Kwame Kwei-Armah, 42, was the first black Briton to write a West End play, the award-winning Elmina's Kitchen. He was in the cast of Casualty for five years and has appeared in Lewis, To Sir With Love, Hotel Babylon and his own BBC 4 drama, Walter's War. He presented and wrote the C4 documentary On Tour with the Queen. He is a "Women to Watch" judge, for which final nominations are welcome by 12.30pm tomorrow (www.culturalleadership.org.uk/w2w).

Tudor Road primary in Southall, west London, was ethnically mixed and there would be a division in the playground. The black kids would support the Jackson Five and the white kids would support the Osmonds – and we'd have a fight about it. The dominating memory is my teacher saying something like, "You think you're clever," and kicking me in the back with her high-heeled shoes. My mother took me out of the school.

I was at Barbara Speake Stage School in Acton from seven to 16. Would I send my children to a stage school? No. But it was great for me; I had a great school life. I think it is generally accepted that we suffered academically because of our dedication to stage work. I got five O-levels; a lot of people left with no qualifications, but what we missed academically, we gained from growing up in a really positive atmosphere. We gained confidence. I have no fear of the sacred place that we call the stage, thanks to my education at Barbara Speake. Afterwards, I never told anybody that I had gone to a stage school, as I would have been seen as a 42nd Street-type performer.

It was 60 per cent academic and 40 per cent stage work. We did ballet, tap, modern dance and singing. There was no acting; the place prided itself on turning out variety performers who would go into the chorus of big musicals. On the whole, the shows we put on were musicals in which you went from one musical number to another.

My dream from six years old was to be a singer, and as a young child I used to win local talent competitions. After I left school, I was making my living at my day job: musicals. I was in Carmen Jones at the Old Vic and The Blues Brothers in the West End. The musicals would keep me in money and the new plays I was in would keep me intellectually.

I was biding my time until I would make it as a singer/songwriter. At about 26, I woke up one morning and realised it wasn't going to happen. I gave away the full contents of my recording studio – £25,000-worth. When I was about 30, I ran into Andy Hay, the director of the Bristol Old Vic. He said, "Aren't you writing down the stories you tell?" He commissioned me to write my first play, A Bitter Herb, based on a riot I saw at the top of our road when I was 13. It won a Peggy Ramsay award when it was in development: £50,000. I reckoned, "If they're going to give me fifty grand, I'm a writer!"

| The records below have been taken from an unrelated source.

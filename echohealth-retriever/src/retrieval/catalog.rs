//! File to citation-id catalog.
//!
//! The catalog is derived from the metadata store in a single pass. The first
//! chunk seen for a file decides that file's citation id; later chunks of the
//! same file never change it, even if they carry a different id.

use crate::storage::MetadataStore;
use itertools::Itertools;
use serde::Serialize;
use std::cmp::Ordering;
use std::collections::HashSet;

/// Citation id shown for records that carry none.
pub const UNKNOWN_CITATION: &str = "S?";

/// One `(citation id, file)` pair of the catalog.
#[derive(Debug, Clone, PartialEq, Eq, Serialize)]
pub struct CatalogEntry {
    pub citation_id: String,
    pub source_file: String,
}

/// Deduplicated mapping from source file to citation id, in first-seen order.
#[derive(Debug, Clone, Default, PartialEq, Eq)]
pub struct Catalog {
    entries: Vec<CatalogEntry>,
}

impl Catalog {
    /// Builds the catalog from `store`, first-seen-wins per source file.
    pub fn build(store: &MetadataStore) -> Self {
        let mut seen = HashSet::new();
        let entries = store
            .iter()
            .filter(|chunk| seen.insert(chunk.source_file.as_str()))
            .map(|chunk| CatalogEntry {
                citation_id: citation_or_unknown(&chunk.citation_id).to_string(),
                source_file: chunk.source_file.clone(),
            })
            .collect();
        Self { entries }
    }

    /// Citation id of `source_file`, if it is in the catalog.
    pub fn get(&self, source_file: &str) -> Option<&str> {
        self.entries
            .iter()
            .find(|entry| entry.source_file == source_file)
            .map(|entry| entry.citation_id.as_str())
    }

    pub fn len(&self) -> usize {
        self.entries.len()
    }

    pub fn is_empty(&self) -> bool {
        self.entries.is_empty()
    }

    /// Entries in first-seen order.
    pub fn iter(&self) -> std::slice::Iter<'_, CatalogEntry> {
        self.entries.iter()
    }

    /// Entries sorted for display: natural citation-id order, then file name.
    pub fn sorted(&self) -> Vec<&CatalogEntry> {
        self.entries
            .iter()
            .sorted_by(|a, b| {
                natural_cmp(&a.citation_id, &b.citation_id)
                    .then_with(|| a.source_file.cmp(&b.source_file))
            })
            .collect()
    }

    /// `"<citationId>: <sourceFile>"` lines in display order, newline-joined.
    pub fn render(&self) -> String {
        self.sorted()
            .iter()
            .map(|entry| format!("{}: {}", entry.citation_id, entry.source_file))
            .join("\n")
    }
}

pub(crate) fn citation_or_unknown(citation_id: &str) -> &str {
    if citation_id.is_empty() {
        UNKNOWN_CITATION
    } else {
        citation_id
    }
}

/// Compares strings so that embedded numbers order by value: `S2 < S10`.
fn natural_cmp(a: &str, b: &str) -> Ordering {
    let mut left = a.chars().peekable();
    let mut right = b.chars().peekable();
    loop {
        match (left.peek().copied(), right.peek().copied()) {
            (None, None) => return Ordering::Equal,
            (None, Some(_)) => return Ordering::Less,
            (Some(_), None) => return Ordering::Greater,
            (Some(l), Some(r)) if l.is_ascii_digit() && r.is_ascii_digit() => {
                let l_digits: String = left.peeking_take_while(|c| c.is_ascii_digit()).collect();
                let r_digits: String = right.peeking_take_while(|c| c.is_ascii_digit()).collect();
                let l_trimmed = l_digits.trim_start_matches('0');
                let r_trimmed = r_digits.trim_start_matches('0');
                let ordering = l_trimmed
                    .len()
                    .cmp(&r_trimmed.len())
                    .then_with(|| l_trimmed.cmp(r_trimmed))
                    .then_with(|| l_digits.len().cmp(&r_digits.len()));
                if ordering != Ordering::Equal {
                    return ordering;
                }
            }
            (Some(l), Some(r)) => {
                if l != r {
                    return l.cmp(&r);
                }
                left.next();
                right.next();
            }
        }
    }
}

I got an MA in screenwriting at the University of the Arts London. It was magnificent. You had a write a short film, a half-hour television film, a 30-minute feature film and a full-length feature film. I was filming for Casualty in Bristol six days a week and had to ask to have the day off for my exam. The course involved one day in London and studying as well: 30 hours a week. I thought, "I'll just have to sleep less."